ABOUT THIS EXERCISE ::
Among the lines below, a stretch begins at the one with "and M^T, which" and ends at the one with "usize, bytes: usize". Repeat that stretch exactly, ends included.

MATERIAL FOR THIS TASK ::
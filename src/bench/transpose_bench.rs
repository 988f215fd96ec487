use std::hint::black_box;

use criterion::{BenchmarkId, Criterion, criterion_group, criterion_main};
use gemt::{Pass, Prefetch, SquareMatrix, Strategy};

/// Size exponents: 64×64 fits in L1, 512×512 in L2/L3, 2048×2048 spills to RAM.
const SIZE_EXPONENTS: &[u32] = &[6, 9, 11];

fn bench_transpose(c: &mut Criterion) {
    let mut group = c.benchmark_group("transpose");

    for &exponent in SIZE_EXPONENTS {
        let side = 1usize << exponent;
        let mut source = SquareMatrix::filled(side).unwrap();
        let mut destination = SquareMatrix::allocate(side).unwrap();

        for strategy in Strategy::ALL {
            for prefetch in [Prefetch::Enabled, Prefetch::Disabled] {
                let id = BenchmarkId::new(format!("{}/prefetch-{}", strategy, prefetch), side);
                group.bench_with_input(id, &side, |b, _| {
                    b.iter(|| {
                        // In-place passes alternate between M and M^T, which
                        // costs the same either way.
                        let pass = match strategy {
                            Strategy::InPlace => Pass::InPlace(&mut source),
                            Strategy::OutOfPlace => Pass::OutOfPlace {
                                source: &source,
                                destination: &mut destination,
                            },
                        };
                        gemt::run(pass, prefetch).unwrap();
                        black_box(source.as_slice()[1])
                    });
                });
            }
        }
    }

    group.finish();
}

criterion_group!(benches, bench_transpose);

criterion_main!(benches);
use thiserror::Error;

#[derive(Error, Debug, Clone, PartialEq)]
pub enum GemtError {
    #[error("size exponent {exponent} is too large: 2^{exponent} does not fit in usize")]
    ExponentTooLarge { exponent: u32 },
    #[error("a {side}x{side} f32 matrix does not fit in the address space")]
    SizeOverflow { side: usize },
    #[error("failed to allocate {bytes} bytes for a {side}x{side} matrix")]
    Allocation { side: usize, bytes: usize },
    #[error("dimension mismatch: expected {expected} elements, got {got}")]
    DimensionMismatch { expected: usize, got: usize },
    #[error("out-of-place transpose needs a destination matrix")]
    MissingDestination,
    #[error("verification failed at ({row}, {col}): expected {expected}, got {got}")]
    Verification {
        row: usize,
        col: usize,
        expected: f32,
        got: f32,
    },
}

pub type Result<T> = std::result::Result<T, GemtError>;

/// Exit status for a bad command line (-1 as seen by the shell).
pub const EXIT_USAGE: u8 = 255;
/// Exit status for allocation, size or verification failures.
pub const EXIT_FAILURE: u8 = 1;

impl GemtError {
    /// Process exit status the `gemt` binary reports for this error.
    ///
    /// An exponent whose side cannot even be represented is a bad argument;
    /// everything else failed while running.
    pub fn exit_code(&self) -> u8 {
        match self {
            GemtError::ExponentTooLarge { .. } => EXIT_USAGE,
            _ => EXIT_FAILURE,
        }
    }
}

WRITTEN SOLUTION ::
                        // In-place passes alternate between M and M^T, which
                        // costs the same either way.
                        let pass = match strategy {
                            Strategy::InPlace => Pass::InPlace(&mut source),
                            Strategy::OutOfPlace => Pass::OutOfPlace {
                                source: &source,
                                destination: &mut destination,
                            },
                        };
                        gemt::run(pass, prefetch).unwrap();
                        black_box(source.as_slice()[1])
                    });
                });
            }
        }
    }

    group.finish();
}

criterion_group!(benches, bench_transpose);

criterion_main!(benches);
use thiserror::Error;

#[derive(Error, Debug, Clone, PartialEq)]
pub enum GemtError {
    #[error("size exponent {exponent} is too large: 2^{exponent} does not fit in usize")]
    ExponentTooLarge { exponent: u32 },
    #[error("a {side}x{side} f32 matrix does not fit in the address space")]
    SizeOverflow { side: usize },
    #[error("failed to allocate {bytes} bytes for a {side}x{side} matrix")]
    Allocation { side: usize, bytes: usize },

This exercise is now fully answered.